Global markets received a boost after US President Joe Biden signed a $1.9 trillion stimulus bill into law and as a dovish European Central Bank meeting triggered a retreat in bond yields.
The Jakarta benchmark added over 1 percent and was poised for its sixth straight weekly gain, while Seoul closed 1.4 percent higher for its biggest weekly jump in five. India and Singapore also eyed gains of over 2 percent for the week.
A Reuters poll showed Indonesia’s trade surplus likely widened in February from a month earlier on the back of higher commodity prices.
Recovery concerns have weighed on Philippine equities, which barely budged on Friday and were on track for their biggest weekly drop since January.

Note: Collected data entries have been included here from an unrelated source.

// Copyright 2025 the Cardstock Authors
// SPDX-License-Identifier: Apache-2.0 OR MIT

//! One element's manipulation session: contact table, anchors, and the
//! pan/pinch state machine.
//!
//! ## Usage
//!
//! 1) Feed each contact landing on the element to [`GestureSession::on_down`].
//! 2) Feed moves to [`GestureSession::on_move`] and apply the returned
//!    [`TransformUpdate`] to the element.
//! 3) Feed lifts and cancels to [`GestureSession::on_up`]; once it reports
//!    [`SessionState::Ended`] the session can be dropped.
//!
//! Every call takes the element's *current* transform. The session never keeps
//! its own copy; it only proposes changes against what the host hands it.
//!
//! ## Minimal example
//!
//! ```
//! use cardstock_gesture::{
//!     ElementTransform, GestureConfig, GestureSession, PointerId, TransformUpdate,
//! };
//! use kurbo::Point;
//!
//! let config = GestureConfig::default();
//! let mut session = GestureSession::new();
//! let mut transform = ElementTransform::IDENTITY;
//!
//! // Two fingers 100 apart, then spread to 150.
//! session.on_down(PointerId(1), Point::new(0.0, 0.0), transform, &mut ());
//! session.on_down(PointerId(2), Point::new(100.0, 0.0), transform, &mut ());
//! let update = session
//!     .on_move(PointerId(2), Point::new(150.0, 0.0), transform, &config)
//!     .unwrap();
//! transform = update.apply_to(transform);
//! assert_eq!(transform.scale, 1.5);
//! ```

use kurbo::{Point, Vec2};

use crate::config::GestureConfig;
use crate::contact::{Contacts, PointerCapture, PointerId};
use crate::transform::{ElementTransform, TransformUpdate};

/// Snapshot taken when panning begins.
#[derive(Copy, Clone, Debug, PartialEq)]
pub struct PanAnchor {
    /// Contact position when panning began.
    pub origin: Point,
    /// Element pan when panning began.
    pub pan_at_start: Vec2,
}

/// Snapshot taken when a second contact joins.
#[derive(Copy, Clone, Debug, PartialEq)]
pub struct PinchAnchor {
    /// Distance between the first two contacts when the pinch began.
    pub distance: f64,
    /// Element scale when the pinch began.
    pub scale_at_start: f64,
}

/// Whether a session is still live after a contact lifts.
#[derive(Copy, Clone, Debug, PartialEq, Eq)]
pub enum SessionState {
    /// Contacts remain; the session continues.
    Active(usize),
    /// The last contact lifted; the session is over.
    Ended,
}

/// Manipulation session for one element.
#[derive(Clone, Debug, Default)]
pub struct GestureSession {
    contacts: Contacts,
    pan_anchor: Option<PanAnchor>,
    pinch_anchor: Option<PinchAnchor>,
}

impl GestureSession {
    /// Creates an idle session.
    #[must_use]
    pub fn new() -> Self {
        Self::default()
    }

    /// Active contacts.
    #[must_use]
    pub fn contacts(&self) -> &Contacts {
        &self.contacts
    }

    /// The pan anchor, while panning is armed.
    #[must_use]
    pub fn pan_anchor(&self) -> Option<&PanAnchor> {
        self.pan_anchor.as_ref()
    }

    /// The pinch anchor, while two or more contacts are down.
    #[must_use]
    pub fn pinch_anchor(&self) -> Option<&PinchAnchor> {
        self.pinch_anchor.as_ref()
    }

    /// Returns `true` if at least one contact is down.
    #[must_use]
    pub fn is_active(&self) -> bool {
        !self.contacts.is_empty()
    }

    /// Returns `true` while pinch drives the transform.
    #[must_use]
    pub fn is_pinching(&self) -> bool {
        self.pinch_anchor.is_some()
    }

    /// A contact landed on the element.
    ///
    /// The contact is captured. The first contact arms panning from `current`;
    /// the second arms a pinch from `current`'s scale. A down never changes the
    /// transform.
    pub fn on_down<C>(
        &mut self,
        pointer: PointerId,
        pos: Point,
        current: ElementTransform,
        capture: &mut C,
    ) where
        C: PointerCapture + ?Sized,
    {
        if !self.contacts.insert(pointer, pos) {
            return;
        }
        capture.capture(pointer);
        match self.contacts.len() {
            1 => {
                #[cfg(feature = "tracing")]
                tracing::debug!(pointer = pointer.0, "gesture session started");
                self.pan_anchor = Some(PanAnchor {
                    origin: pos,
                    pan_at_start: current.pan,
                });
            }
            2 => self.arm_pinch(current.scale),
            _ => {}
        }
    }

    /// A captured contact moved.
    ///
    /// Returns the proposed change, or `None` when nothing changes (unknown
    /// contact, degenerate pinch, or a move that lands on the current value).
    pub fn on_move(
        &mut self,
        pointer: PointerId,
        pos: Point,
        current: ElementTransform,
        config: &GestureConfig,
    ) -> Option<TransformUpdate> {
        if !self.contacts.update(pointer, pos) {
            return None;
        }
        if self.contacts.len() >= 2 {
            return self.pinch(current, config);
        }
        self.pan(current, config)
    }

    /// A contact lifted or was cancelled.
    ///
    /// Its capture is released. With fewer than two contacts left the pinch
    /// ends and panning re-arms from the remaining contact at `current`; with
    /// none left the session ends.
    pub fn on_up<C>(
        &mut self,
        pointer: PointerId,
        current: ElementTransform,
        capture: &mut C,
    ) -> SessionState
    where
        C: PointerCapture + ?Sized,
    {
        let in_pair = self.contacts.iter().take(2).any(|(id, _)| id == pointer);
        if self.contacts.remove(pointer) {
            capture.release(pointer);
        }
        let remaining = self.contacts.len();
        if remaining >= 2 {
            // A third contact stepped into the pair; pinch on from here.
            if in_pair {
                self.arm_pinch(current.scale);
            }
        } else if self.pinch_anchor.take().is_some() {
            self.pan_anchor = self.contacts.first().map(|(_, origin)| PanAnchor {
                origin,
                pan_at_start: current.pan,
            });
        }
        if remaining == 0 {
            self.pan_anchor = None;
            #[cfg(feature = "tracing")]
            tracing::debug!("gesture session ended");
            return SessionState::Ended;
        }
        SessionState::Active(remaining)
    }

    /// The platform cancelled a contact. Treated exactly like a lift.
    pub fn on_cancel<C>(
        &mut self,
        pointer: PointerId,
        current: ElementTransform,
        capture: &mut C,
    ) -> SessionState
    where
        C: PointerCapture + ?Sized,
    {
        self.on_up(pointer, current, capture)
    }

    /// Ends the session, releasing every contact still captured.
    pub fn teardown<C>(&mut self, capture: &mut C)
    where
        C: PointerCapture + ?Sized,
    {
        for (pointer, _) in self.contacts.drain() {
            #[cfg(feature = "tracing")]
            tracing::trace!(pointer = pointer.0, "releasing capture on teardown");
            capture.release(pointer);
        }
        self.pan_anchor = None;
        self.pinch_anchor = None;
    }

    fn arm_pinch(&mut self, scale: f64) {
        self.pinch_anchor = self
            .contacts
            .pinch_distance()
            .filter(|d| *d > f64::EPSILON && d.is_finite())
            .map(|distance| PinchAnchor {
                distance,
                scale_at_start: scale,
            });
        #[cfg(feature = "tracing")]
        if let Some(anchor) = &self.pinch_anchor {
            tracing::debug!(
                distance = anchor.distance,
                scale = anchor.scale_at_start,
                "pinch started"
            );
        };
    }

    fn pinch(
        &mut self,
        current: ElementTransform,
        config: &GestureConfig,
    ) -> Option<TransformUpdate> {
        // Both contacts landed on the same spot; anchor once they separate.
        let Some(anchor) = self.pinch_anchor else {
            self.arm_pinch(current.scale);
            return None;
        };
        let distance = self.contacts.pinch_distance()?;
        let scale = config.clamp_scale(anchor.scale_at_start * (distance / anchor.distance));
        scale_update(scale, current, config)
    }

    fn pan(
        &mut self,
        current: ElementTransform,
        config: &GestureConfig,
    ) -> Option<TransformUpdate> {
        let anchor = self.pan_anchor?;
        let (_, pos) = self.contacts.first()?;
        let target = anchor.pan_at_start + (pos - anchor.origin);
        let pan = config.clamp_pan(target, current.scale);
        if pan == current.pan {
            return None;
        }
        Some(TransformUpdate::pan(pan))
    }
}

/// Scale change for one wheel event.
///
/// `delta_y` follows the usual scroll convention: negative values scroll up
/// and zoom in. Returns `None` for non-finite deltas or when the clamped scale
/// and pan are unchanged.
#[must_use]
pub fn wheel_update(
    delta_y: f64,
    current: ElementTransform,
    config: &GestureConfig,
) -> Option<TransformUpdate> {
    if !delta_y.is_finite() {
        return None;
    }
    let scale = config.clamp_scale(current.scale - delta_y * config.wheel_step());
    scale_update(scale, current, config)
}

/// Builds the update for a scale change, re-clamping the pan when the current
/// pan does not fit the new scale.
pub(crate) fn scale_update(
    scale: f64,
    current: ElementTransform,
    config: &GestureConfig,
) -> Option<TransformUpdate> {
    let pan = config.clamp_pan(current.pan, scale);
    TransformUpdate {
        scale: (scale != current.scale).then_some(scale),
        pan: (pan != current.pan).then_some(pan),
    }
    .non_empty()
}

The country has the second-highest number of COVID-19 cases and deaths in Southeast Asia.
Further denting sentiment, the country’s trade deficit came in at $2.42 billion in January, the widest in 12 months, government data showed.
“The ongoing slump in imports suggests that growth pains for the Philippines will be around for some time,” ING economist Nicholas Mapa said.
Tourism-reliant Thai shares fell 0.7 percent after the country delayed the use of AstraZeneca’s COVID-19 vaccine, citing safety concerns following reports of blood clots in some vaccinated people in Europe.